Наконец он опустил руку с биноклем и, продолжая смотреть в ту же сторону, сказал:

— Что же это может быть, Николай Львович? Ваше мнение?

Я посмотрел еще раз назад и опять не увидел ничего достойного внимания.

— Вам труба заслоняет. Идите на мое место, — сказал Чеховской и протянул мне бинокль.

Я перевел стекла на свою шкалу и приложил бинокль к глазам. Белое поле, пересеченное узкой полоской нашего фарватера, запрыгало перед глазами. Я медленно поднимал бинокль, идя вдоль черной ленты, прорезавшей снега и льды, и, наконец, с трудом уловил небольшую точку и около нее черточку, которые все же были достаточно велики, чтобы признать в них пароход и идущую от него струю дыма. Больше ничего не было видно.

Я вернул Чеховскому бинокль и сказал, что это, повидимому, пароход из Архангельска, который идет по нашему пути и, наверное, догонит нас к вечеру.

— Но кто же еще мог уйти оттуда? На «Чесме» нет угля, ледоколы идти отказались. Кто же?

— Да, пожалуй, будто и некому. Ну, поживем — увидим.

— Увидеть-то увидим, а поживем ли и как — неизвестно.

— Что вы хотите сказать?

— А то, что, может быть, это красные шлют за нами погоню.

— Сквозь льды?

— Да, по льдам! Нам ведь здесь никуда не податься. По льдам лягушкой не запрыгаешь. Прижмут к ледяной стене и расстреляют.

— Да кто расстреляет-то? Что вы нервничаете, Андрей Николаевич?!

— На ледоколах, батенька, имеется по пушке, а пулеметы вообще недолго поставить. Кушанье мы лакомое. Дураки будут красные, если этого не сделают. И ведь ничего поделать нельзя, никуда не податься!

Нескрываемая тревога светилась в его глазах, и обычное наигранное хладнокровие начинало изменять этому самовлюбленному человеку.

— Да может быть, это все и не так?

— Нет, так. Иначе быть не может. Я давно думаю об этом. Давно смотрю. — И с этими словами он сбежал с командного мостика.

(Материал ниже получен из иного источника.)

//! Sound cue boundary
//!
//! The simulation never plays audio itself. The driver drains `GameEvent`s
//! and hands them to an `AudioManager`, which maps them to cues and forwards
//! the loaded ones to a device-level `AudioSink`. Unloaded cues are silent.

use std::collections::HashSet;

use serde::{Deserialize, Serialize};

use crate::sim::GameEvent;

/// Sound effect types
#[derive(Debug, Clone, Copy, PartialEq, Eq, Hash, Serialize, Deserialize)]
pub enum SoundEffect {
    /// Prime number collected
    CollectPrime,
    /// Composite number collected (run ends)
    CollectComposite,
    /// Power-up collected
    CollectPowerUp,
    /// Charge spent on a gravity flip
    GravityFlip,
}

impl SoundEffect {
    pub const ALL: [SoundEffect; 4] = [
        SoundEffect::CollectPrime,
        SoundEffect::CollectComposite,
        SoundEffect::CollectPowerUp,
        SoundEffect::GravityFlip,
    ];
}

/// Cue for an event, if it has one
pub fn sound_for(event: &GameEvent) -> Option<SoundEffect> {
    match event {
        GameEvent::CollectedPrime { .. } => Some(SoundEffect::CollectPrime),
        GameEvent::CollectedComposite { .. } => Some(SoundEffect::CollectComposite),
        GameEvent::CollectedPowerUp => Some(SoundEffect::CollectPowerUp),
        GameEvent::GravityFlipped { .. } => Some(SoundEffect::GravityFlip),
        _ => None,
    }
}

/// Fire-and-forget playback device
pub trait AudioSink {
    fn play(&mut self, effect: SoundEffect, volume: f32);
}

/// Sink that only logs (headless runs)
#[derive(Debug, Default)]
pub struct LogSink;

impl AudioSink for LogSink {
    fn play(&mut self, effect: SoundEffect, volume: f32) {
        log::debug!("♪ {:?} (vol {:.2})", effect, volume);
    }
}

/// Audio manager for the game
pub struct AudioManager {
    sink: Box<dyn AudioSink>,
    loaded: HashSet<SoundEffect>,
    master_volume: f32,
    sfx_volume: f32,
    muted: bool,
}

impl AudioManager {
    pub fn new(sink: Box<dyn AudioSink>, loaded: impl IntoIterator<Item = SoundEffect>) -> Self {
        Self {
            sink,
            loaded: loaded.into_iter().collect(),
            master_volume: 0.8,
            sfx_volume: 1.0,
            muted: false,
        }
    }

    /// Set master volume (0.0 - 1.0)
    pub fn set_master_volume(&mut self, vol: f32) {
        self.master_volume = vol.clamp(0.0, 1.0);
    }

    /// Set SFX volume (0.0 - 1.0)
    pub fn set_sfx_volume(&mut self, vol: f32) {
        self.sfx_volume = vol.clamp(0.0, 1.0);
    }

    /// Mute/unmute all audio
    pub fn set_muted(&mut self, muted: bool) {
        self.muted = muted;
    }

    /// Get effective volume
    fn effective_volume(&self) -> f32 {
        if self.muted {
            0.0
        } else {
            self.master_volume * self.sfx_volume
        }
    }

    /// Play a sound effect (no-op if muted or not loaded)
    pub fn play(&mut self, effect: SoundEffect) {
        let vol = self.effective_volume();
        if vol <= 0.0 || !self.loaded.contains(&effect) {
            return;
        }
        self.sink.play(effect, vol);
    }

    /// Play the cues for a frame's events, in order
    pub fn handle_events(&mut self, events: &[GameEvent]) {
        for effect in events.iter().filter_map(sound_for) {
            self.play(effect);
        }
    }
}
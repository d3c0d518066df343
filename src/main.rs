//! Prime Parkour headless runner
//!
//! Plays seeded sessions on autopilot at the fixed frame rate, feeding events
//! to the audio boundary and snapshots to a logging renderer, then prints a
//! run summary.

mod headless {
    use std::error::Error;
    use std::fs;
    use std::path::PathBuf;

    use clap::Parser;
    use serde::Serialize;

    use prime_parkour::audio::LogSink;
    use prime_parkour::sim::{GameEvent, GamePhase, GameState, LoopControl, LossReason, TickInput, tick};
    use prime_parkour::{Assets, AudioManager, RenderFrame, Renderer, Tuning};

    /// Run Prime Parkour sessions on autopilot
    #[derive(Debug, Parser)]
    #[command(name = "prime-parkour", version, about)]
    pub struct Args {
        /// RNG seed (random if omitted)
        #[arg(long)]
        seed: Option<u64>,
        /// Maximum number of frames to simulate
        #[arg(long, default_value_t = 60 * 60 * 5)]
        frames: u64,
        /// JSON tuning file
        #[arg(long)]
        config: Option<PathBuf>,
        /// Directory holding sprite and sound files
        #[arg(long)]
        assets: Option<PathBuf>,
        /// Restarts allowed after GameOver/Won
        #[arg(long, default_value_t = 0)]
        restarts: u32,
        /// Print the summary as JSON
        #[arg(long)]
        json: bool,
    }

    /// Renderer that only traces what it would draw
    #[derive(Debug, Default)]
    struct LogRenderer {
        frames: u64,
    }

    impl Renderer for LogRenderer {
        fn draw(&mut self, frame: &RenderFrame) {
            self.frames += 1;
            log::trace!(
                "frame {}: {} items, score {}, charged {}",
                self.frames,
                frame.items.len(),
                frame.score,
                frame.charged
            );
            if let Some(text) = frame.overlay {
                log::info!("{}", text);
            }
        }
    }

    #[derive(Debug, Clone, Serialize)]
    struct RunSummary {
        outcome: GamePhase,
        score: u64,
        frames: u64,
        primes: u32,
        powerups: u32,
        flips: u32,
        loss: Option<LossReason>,
    }

    impl Default for RunSummary {
        fn default() -> Self {
            Self {
                outcome: GamePhase::Playing,
                score: 0,
                frames: 0,
                primes: 0,
                powerups: 0,
                flips: 0,
                loss: None,
            }
        }
    }

    impl RunSummary {
        fn record(&mut self, events: &[GameEvent]) {
            self.frames += 1;
            for event in events {
                match event {
                    GameEvent::CollectedPrime { .. } => self.primes += 1,
                    GameEvent::CollectedPowerUp => self.powerups += 1,
                    GameEvent::GravityFlipped { .. } => self.flips += 1,
                    GameEvent::GameOver { reason, .. } => self.loss = Some(*reason),
                    _ => {}
                }
            }
        }

        fn finish(mut self, state: &GameState) -> Self {
            self.outcome = state.phase;
            self.score = state.score;
            self
        }
    }

    #[derive(Debug, Serialize)]
    struct Summary {
        seed: u64,
        frames: u64,
        runs: Vec<RunSummary>,
    }

    pub fn run(args: Args) -> Result<(), Box<dyn Error>> {
        let tuning = match &args.config {
            Some(path) => Tuning::from_json(&fs::read_to_string(path)?)?,
            None => Tuning::default(),
        };
        let assets = match &args.assets {
            Some(dir) => Assets::from_dir(dir),
            None => Assets::none(),
        };
        let seed = args.seed.unwrap_or_else(rand::random);

        let mut state = GameState::new(tuning, seed)?;
        let mut audio = AudioManager::new(Box::new(LogSink), assets.loaded_sounds());
        let mut renderer = LogRenderer::default();
        log::info!("Game initialized with seed: {}", seed);

        let play = TickInput {
            idle_mode: true,
            ..Default::default()
        };
        let restart = TickInput {
            restart: true,
            ..play.clone()
        };

        let mut runs = Vec::new();
        let mut current = RunSummary::default();
        let mut frames = 0;
        while frames < args.frames {
            let input = if state.phase.is_over() { &restart } else { &play };
            if tick(&mut state, input) == LoopControl::Quit {
                break;
            }
            frames += 1;

            let events = state.drain_events();
            audio.handle_events(&events);
            current.record(&events);
            renderer.draw(&RenderFrame::capture(&state, &assets));

            if state.phase.is_over() {
                runs.push(std::mem::take(&mut current).finish(&state));
                if runs.len() > args.restarts as usize {
                    break;
                }
            }
        }
        if !state.phase.is_over() {
            runs.push(current.finish(&state));
        }

        let summary = Summary { seed, frames, runs };
        if args.json {
            println!("{}", serde_json::to_string_pretty(&summary)?);
        } else {
            println!("seed {} - {} frames", summary.seed, summary.frames);
            for (i, r) in summary.runs.iter().enumerate() {
                println!(
                    "run {}: {:?} score {} after {} frames ({} primes, {} power-ups, {} flips)",
                    i + 1,
                    r.outcome,
                    r.score,
                    r.frames,
                    r.primes,
                    r.powerups,
                    r.flips
                );
                if let Some(loss) = r.loss {
                    println!("  lost to {:?}", loss);
                }
            }
        }
        Ok(())
    }
}

fn main() -> Result<(), Box<dyn std::error::Error>> {
    use clap::Parser;

    env_logger::init();
    log::info!("Prime Parkour (headless) starting...");
    headless::run(headless::Args::parse())
}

Через несколько минут он вернулся в сопровождении капитана. Оба долго смотрели в бинокль туда, где медленно, но заметно росла черная точка. Капитан молчал, но чувствовалось, что и у него на душе неспокойно. Мало-помалу я и сам пришел к мысли, что погоня за нами со стороны красных вполне возможна. Лестно захватить корабль с убегающим штабом, генералами, деньгами, секретной перепиской и прочими материалами и политическими ценностями. Заняв Архангельск, красные должны были снарядить за нами погоню. Ледокол идет быстрее нас по пробитому во льдах фарватеру, и нам от него никуда не уйти. Но тогда здесь, в горле Белого моря, среди льдов и снегов, разыгрывается оригинальнейшая битва. Последний бой архангельских белых с красными! А мы будем наблюдать эту битву, не будучи в силах что-либо предпринять. На «Св. Анне» только пять винтовок!.. А как поведет себя команда? Сколько тайных сторонников у Андрея? Что предпримут они, увидев красный флаг на мачте догоняющего нас ледокола?

И вот опять почувствовал я с большой силой, как далек был до сих пор от нашей команды.

Что знал я об окружающих меня людях, кроме того, что Сычев — силач, Оська Слепнев — балагур и рубаха-парень, а Фомин — ханжа? Теперь сама судьба моя, может быть, зависит от воли этих людей. А я даже догадываться не могу о том, куда повернется настроение команды в критический момент. Я знаю, что Андрей «красный», что какой-то механик или кочегар соорудил уже красный флаг и только ждет момента, чтобы поднять его на грот-мачту или прицепить к флагштоку на корме, вместо белого с голубыми разводами. Я знаю также, что Кашин будет верен присяге до конца, что Фомин ненавидит большевиков, что Шатов бьет по зубам матросов за неподчинение власти, что команда безоружна, тогда как штурмана и караул вооружены. Если команда «Св. Анны» расколется, значит, мы будем сражаться между собой. Тогда и я должен буду примкнуть к какой-то стороне. Но к какой? Могу ли я стать на сторону капитана и стрелять в Андрея или Слепнева? От этой мысли мне стало не по себе, и я заставил себя не думать о будущем.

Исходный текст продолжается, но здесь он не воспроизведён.